For kids to mature into adults, we parents must be adults ourselves.
That’s obvious enough. Yet all of us bring baggage into the mix, perhaps the most common being sexual immaturity. Many parents are uncomfortable discussing or exploring their own sexuality, and some of us would rather fake the flu than talk to our kids about sex.
On some level that’s okay. Nature didn’t design us to think of our offspring as sexual beings or vice-versa. (Can you imagine the genetic tossed salad we’d be dealing with if it had??) But that’s no excuse for pretending that sexual development isn’t an essential part of our children’s overall maturation.
In fact it may be the most essential. Far more than their scholastic, extracurricular, or athletic development (all of which we encourage, even prematurely coerce), what is a more natural marker of growing up than entering the world of sex: navigating its pleasures, its politics, its risks?
There are many ways parents should reflect on our role in that process, but for now let’s focus on one: how do we halt the horrible habit of slut shaming?
This is an issue with real consequences. Bullying girls about their sexual choices isn’t just mean; it’s dehumanizing. It belittles their agency (even in their own minds) and discourages them from being forthright about their preferences – all of which sets the stage for bad communication, manipulation, and sexual assault.
Now on the one hand slut shaming isn’t even logical. Why do straight males humiliate women for having sex with them? Wouldn’t they enjoy a much more active and enthusiastic sex life if they didn’t?
We’ve heard the evolutionary justification for this: males want to know who their offspring is, so they look for sexual loyalty. There may be some truth to this theory (though there’s plenty of evidence to challenge it), but in any case it’s not very helpful. So let’s look at a few explanations of why this phenomenon persists despite how far we’ve come, and what we can do about them.
Most every childhood game is some kind of rehearsal for adulthood. They mimic what they observe around them and by four years old identify more with role models of their own sex. If boys see men treat or talk about women in demeaning ways, they will join in as a performance of their gender.
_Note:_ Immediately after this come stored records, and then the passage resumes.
use std::path::PathBuf;

use clap::{Parser, Subcommand, ValueEnum};

/// asmnav - go to definition and find references in assembly sources
#[derive(Parser, Debug)]
#[command(name = "asmnav", version, about)]
pub struct Cli {
    /// Output results as JSON Lines
    #[arg(long, global = true)]
    pub json: bool,

    /// When to color the report (overrides config)
    #[arg(long, global = true, value_enum)]
    pub color: Option<ColorChoice>,

    /// Log debug diagnostics to stderr
    #[arg(short, long, global = true)]
    pub verbose: bool,

    #[command(subcommand)]
    pub command: Command,
}

#[derive(Subcommand, Debug)]
pub enum Command {
    /// Find where a RAM variable or label is declared
    Definition(DefinitionArgs),

    /// Find where a variable or branch target is used
    Reference(ReferenceArgs),

    /// Report jsr/jmp calls whose target lacks an explicit .l qualifier
    Lint(LintArgs),
}

#[derive(clap::Args, Debug)]
pub struct DefinitionArgs {
    /// The selected symbol (e.g. `MYVAR`, `aMYVAR`, `LOOP1:`)
    pub token: String,

    /// Directory to scan
    #[arg(long, default_value = ".")]
    pub root: PathBuf,
}

#[derive(clap::Args, Debug)]
pub struct ReferenceArgs {
    /// The selected symbol
    pub token: String,

    /// Full text of the line the symbol was selected on
    #[arg(long)]
    pub line: Option<String>,

    /// Directory to scan
    #[arg(long, default_value = ".")]
    pub root: PathBuf,
}

#[derive(clap::Args, Debug)]
pub struct LintArgs {
    /// Directory to scan
    #[arg(long, default_value = ".")]
    pub root: PathBuf,
}

#[derive(Clone, Copy, Debug, PartialEq, Eq, ValueEnum)]
pub enum ColorChoice {
    Auto,
    Always,
    Never,
}

impl ColorChoice {
    pub fn as_str(&self) -> &'static str {
        match self {
            ColorChoice::Auto => "auto",
            ColorChoice::Always => "always",
            ColorChoice::Never => "never",
        }
    }
}

impl Command {
    /// The scan root named by the subcommand.
    pub fn root(&self) -> &PathBuf {
        match self {
            Command::Definition(args) => &args.root,
            Command::Reference(args) => &args.root,
            Command::Lint(args) => &args.root,
        }
    }
}

pub fn parse() -> Cli {
    Cli::parse()
}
Social displays of gender allow boys to signal that they’re on the same team. As for what a healthy display should be, that’s a whole other article – but at the very least, it should practice traits useful to the species. Anything that diminishes the value of half the species couldn’t possibly be beneficial to the species overall, so clearly the belittling of women should not have any part of it.
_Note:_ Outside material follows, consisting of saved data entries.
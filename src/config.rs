//! Configuration file parsing, defaults, and merging.
//!
//! Configuration is loaded in layers (last wins):
//! 1. Built-in defaults
//! 2. Global config from `~/.asmnav/config.toml`
//! 3. Per-root config from `<root>/.asmnav/config.toml`
//!
//! Each layer only overrides fields it explicitly sets; absent fields
//! are left at their previous value.

use std::path::{Path, PathBuf};

use anyhow::{Context, Result};
use serde::Deserialize;

use crate::pattern::DEFAULT_REGISTER_PREFIX;
use crate::scanner::MAX_DISPLAY_PATH;

/// Directory name holding config files, both under `$HOME` and the root.
pub const CONFIG_DIR: &str = ".asmnav";

// ---------------------------------------------------------------------------
// Public config types (fully resolved, no Options)
// ---------------------------------------------------------------------------

/// Top-level configuration, fully resolved with defaults applied.
#[derive(Debug, Clone, PartialEq, Default)]
pub struct Config {
    pub symbols: SymbolsConfig,
    pub scan: ScanConfig,
    pub output: OutputConfig,
    pub ignore: IgnoreConfig,
}

/// Symbol spelling settings.
#[derive(Debug, Clone, PartialEq)]
pub struct SymbolsConfig {
    /// Letter that marks the address-register alias of a RAM variable.
    pub register_prefix: char,
}

/// File selection settings.
#[derive(Debug, Clone, PartialEq, Default)]
pub struct ScanConfig {
    /// File extensions to scan (without the dot). Empty scans every text file.
    pub extensions: Vec<String>,
}

/// Output / display settings.
#[derive(Debug, Clone, PartialEq)]
pub struct OutputConfig {
    /// Color mode: `"auto"`, `"always"`, or `"never"`.
    pub color: String,
    /// Paths longer than this are left-elided in the report.
    pub max_display_path: usize,
}

/// Ignore / exclusion settings.
#[derive(Debug, Clone, PartialEq, Default)]
pub struct IgnoreConfig {
    /// Extra glob patterns to exclude from walks.
    pub patterns: Vec<String>,
}

// ---------------------------------------------------------------------------
// Defaults
// ---------------------------------------------------------------------------

impl Default for SymbolsConfig {
    fn default() -> Self {
        Self {
            register_prefix: DEFAULT_REGISTER_PREFIX,
        }
    }
}

impl Default for OutputConfig {
    fn default() -> Self {
        Self {
            color: "auto".to_string(),
            max_display_path: MAX_DISPLAY_PATH,
        }
    }
}

// ---------------------------------------------------------------------------
// Option-based overlay types (for partial deserialization)
// ---------------------------------------------------------------------------

/// Mirror of [`Config`] where every field is `Option`, so we can
/// deserialize a partial TOML file and overlay only the keys that are
/// present.
#[derive(Debug, Deserialize, Default)]
#[serde(default)]
struct ConfigOverlay {
    symbols: Option<SymbolsOverlay>,
    scan: Option<ScanOverlay>,
    output: Option<OutputOverlay>,
    ignore: Option<IgnoreOverlay>,
}

#[derive(Debug, Deserialize, Default)]
#[serde(default)]
struct SymbolsOverlay {
    register_prefix: Option<char>,
}

#[derive(Debug, Deserialize, Default)]
#[serde(default)]
struct ScanOverlay {
    extensions: Option<Vec<String>>,
}

#[derive(Debug, Deserialize, Default)]
#[serde(default)]
struct OutputOverlay {
    color: Option<String>,
    max_display_path: Option<usize>,
}

#[derive(Debug, Deserialize, Default)]
#[serde(default)]
struct IgnoreOverlay {
    patterns: Option<Vec<String>>,
}

// ---------------------------------------------------------------------------
// Merge helpers
// ---------------------------------------------------------------------------

impl Config {
    /// Apply an overlay on top of this config, replacing only the fields
    /// that are `Some` in the overlay.
    fn apply_overlay(&mut self, overlay: ConfigOverlay) {
        if let Some(sym) = overlay.symbols
            && let Some(v) = sym.register_prefix
        {
            self.symbols.register_prefix = v;
        }
        if let Some(scan) = overlay.scan
            && let Some(v) = scan.extensions
        {
            self.scan.extensions = v
                .into_iter()
                .map(|ext| ext.trim_start_matches('.').to_string())
                .collect();
        }
        if let Some(out) = overlay.output {
            if let Some(v) = out.color {
                self.output.color = v;
            }
            if let Some(v) = out.max_display_path {
                self.output.max_display_path = v;
            }
        }
        if let Some(ign) = overlay.ignore
            && let Some(v) = ign.patterns
        {
            self.ignore.patterns = v;
        }
    }
}

// ---------------------------------------------------------------------------
// Loading
// ---------------------------------------------------------------------------

/// Return the user's home directory.
fn home_dir() -> Option<PathBuf> {
    #[allow(deprecated)]
    std::env::home_dir()
}

/// Parse a TOML string into a [`ConfigOverlay`], producing a clear error
/// message on malformed input.
fn parse_overlay(contents: &str, path: &Path) -> Result<ConfigOverlay> {
    toml::from_str(contents)
        .with_context(|| format!("failed to parse config file: {}", path.display()))
}

/// Try to read a config file and parse it as an overlay.
/// Returns `Ok(None)` if the file does not exist.
fn load_overlay(path: &Path) -> Result<Option<ConfigOverlay>> {
    match std::fs::read_to_string(path) {
        Ok(contents) => {
            let overlay = parse_overlay(&contents, path)?;
            Ok(Some(overlay))
        }
        Err(e) if e.kind() == std::io::ErrorKind::NotFound => Ok(None),
        Err(e) => Err(anyhow::anyhow!(
            "failed to read config file {}: {}",
            path.display(),
            e
        )),
    }
}

impl Config {
    /// Load configuration by merging layers:
    /// defaults -> global (`~/.asmnav/config.toml`) -> per-root (`<root>/.asmnav/config.toml`).
    pub fn load(root: Option<&Path>) -> Result<Config> {
        let global_dir = home_dir().map(|h| h.join(CONFIG_DIR));
        Self::load_with_global_dir(global_dir.as_deref(), root)
    }

    /// Load config with an explicit global config directory.
    ///
    /// This allows tests to supply a temporary directory instead of the
    /// real `~/.asmnav` without mutating environment variables.
    pub(crate) fn load_with_global_dir(
        global_dir: Option<&Path>,
        root: Option<&Path>,
    ) -> Result<Config> {
        let mut config = Config::default();

        if let Some(dir) = global_dir {
            let global_path = dir.join("config.toml");
            if let Some(overlay) = load_overlay(&global_path)? {
                config.apply_overlay(overlay);
            }
        }

        if let Some(root) = root {
            let root_config_path = root.join(CONFIG_DIR).join("config.toml");
            if let Some(overlay) = load_overlay(&root_config_path)? {
                config.apply_overlay(overlay);
            }
        }

        Ok(config)
    }
}

// ---------------------------------------------------------------------------
// Tests
// ---------------------------------------------------------------------------

#[cfg(test)]
mod tests {
    use super::*;
    use std::fs;

    /// Temporary directories for global and/or per-root configs.  Does NOT
    /// touch environment variables, so tests are safe to run in parallel.
    struct TestEnv {
        _global_dir: tempfile::TempDir,
        _root_dir: Option<tempfile::TempDir>,
        global_path: PathBuf,
        root_path: Option<PathBuf>,
    }

    impl TestEnv {
        fn new() -> Self {
            let global = tempfile::tempdir().unwrap();
            let global_path = global.path().to_path_buf();
            Self {
                _global_dir: global,
                _root_dir: None,
                global_path,
                root_path: None,
            }
        }

        fn write_global_config(&self, toml_content: &str) {
            fs::write(self.global_path.join("config.toml"), toml_content).unwrap();
        }

        fn create_root(&mut self) -> PathBuf {
            let root = tempfile::tempdir().unwrap();
            let path = root.path().to_path_buf();
            self._root_dir = Some(root);
            self.root_path = Some(path.clone());
            path
        }

        /// Write a per-root config at `<root>/.asmnav/config.toml`.
        fn write_root_config(&self, toml_content: &str) {
            let root = self.root_path.as_ref().expect("call create_root first");
            let dir = root.join(CONFIG_DIR);
            fs::create_dir_all(&dir).unwrap();
            fs::write(dir.join("config.toml"), toml_content).unwrap();
        }

        fn load(&self) -> Result<Config> {
            Config::load_with_global_dir(Some(&self.global_path), self.root_path.as_deref())
        }
    }

    #[test]
    fn defaults_applied_when_no_config_exists() {
        let env = TestEnv::new();
        let config = env.load().unwrap();
        assert_eq!(config, Config::default());
        assert_eq!(config.symbols.register_prefix, 'a');
        assert!(config.scan.extensions.is_empty());
        assert_eq!(config.output.color, "auto");
        assert_eq!(config.output.max_display_path, 60);
        assert!(config.ignore.patterns.is_empty());
    }

    #[test]
    fn global_config_overrides_defaults() {
        let env = TestEnv::new();
        env.write_global_config(
            r#"
[scan]
extensions = ["asm", ".inc"]

[output]
max_display_path = 40
"#,
        );

        let config = env.load().unwrap();
        assert_eq!(config.scan.extensions, vec!["asm".to_string(), "inc".to_string()]);
        assert_eq!(config.output.max_display_path, 40);
        assert_eq!(config.output.color, "auto");
        assert_eq!(config.symbols.register_prefix, 'a');
    }

    #[test]
    fn root_config_overrides_global() {
        let mut env = TestEnv::new();
        env.write_global_config(
            r#"
[symbols]
register_prefix = "r"

[output]
color = "always"
"#,
        );

        env.create_root();
        env.write_root_config(
            r#"
[symbols]
register_prefix = "p"

[ignore]
patterns = ["*.lst"]
"#,
        );

        let config = env.load().unwrap();
        assert_eq!(config.symbols.register_prefix, 'p');
        assert_eq!(config.ignore.patterns, vec!["*.lst".to_string()]);
        assert_eq!(config.output.color, "always");
        assert_eq!(config.output.max_display_path, 60);
    }

    #[test]
    fn invalid_toml_produces_clear_error() {
        let env = TestEnv::new();
        env.write_global_config("this is [[[not valid toml");

        let err_msg = format!("{:#}", env.load().unwrap_err());
        assert!(
            err_msg.contains("failed to parse config file"),
            "error should mention parsing failure, got: {err_msg}"
        );
    }

    #[test]
    fn multi_letter_prefix_is_rejected() {
        let env = TestEnv::new();
        env.write_global_config(
            r#"
[symbols]
register_prefix = "ab"
"#,
        );
        assert!(env.load().is_err());
    }

    #[test]
    fn unknown_keys_are_ignored() {
        let env = TestEnv::new();
        env.write_global_config(
            r#"
[output]
color = "never"
some_future_key = true

[some_future_section]
value = 42
"#,
        );

        let config = env.load().unwrap();
        assert_eq!(config.output.color, "never");
    }

    #[test]
    fn wrong_type_produces_error() {
        let env = TestEnv::new();
        env.write_global_config(
            r#"
[output]
max_display_path = "wide"
"#,
        );

        let err_msg = format!("{:#}", env.load().unwrap_err());
        assert!(err_msg.contains("failed to parse config file"));
    }

    #[test]
    fn empty_config_files_are_fine() {
        let mut env = TestEnv::new();
        env.write_global_config("");
        env.create_root();
        env.write_root_config("");
        assert_eq!(env.load().unwrap(), Config::default());
    }

    #[test]
    fn no_global_dir_uses_only_defaults() {
        let config = Config::load_with_global_dir(None, None).unwrap();
        assert_eq!(config, Config::default());
    }
}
Don’t perpetuate misogynistic speech, especially if you’re a dad. Watch what you say about your friends, celebrities, and characters on TV. And if you catch these things being said around kids or in media they consume, call it out.
All sex requires some degree of trust, and great sex enables us to connect on levels both high and deep. All of which is terrifying to someone who’s scared of emotions.
We need to do a better job helping boys manage vulnerability. Our social norms handicap them early on by discouraging their need for touch and gendering a whole range of feelings as weak, unstable, or “girly.” This ties their developing identities to a certain lack of tenderness. So of course they’ll struggle to accept the actual compliment of physical affection. It's much easier, much less stressful, to call sex meaningless and treat sexual partners accordingly.
Sometimes boys say mean things about girls simply because they’re hurt. Especially when young souls meet rejection, gendered resentment can grow. We need to remind our sons that it’s not a girl’s job to validate their self-esteem or even let them down lightly, and that different people find different qualities interesting and that’s called personal taste.
Don’t go to disingenuous lengths to shelter your boy’s developing ego. All kids should know that not everyone is going to be kind or make them feel warm fuzzies, and that’s part of life.
Show them that when someone hurts your feelings, defensiveness is not the answer. That it’s not your job to win anyone over or put them in their place. We can let people have their feelings without judging them or calling names.
Young people are under very strict biological instructions to focus on their sexual awakening, and under very strict instruction from everywhere else to ignore it. The difference is, we tend to teach girls that their sexual feelings are illusions – that they just want attention or emotional connection – and we tell boys that their feelings are not only real but dangerous, disrespectful, even barbaric.
With boys we tend to shame normal curiosity as obsession, normal urges as vulgarity, and normal attraction to various body types or gender expressions as perversity. But when we tell boys their sexual feelings are dirty, we imply that girls who engage them must be dirty, too.
Don’t punish boys for having sexual interests. Instead, talk to them about the consequences of sexual contact and the importance of consent. Work to build trust well before puberty hits, so you can have confidence in their judgment and they can have confidence in your advice.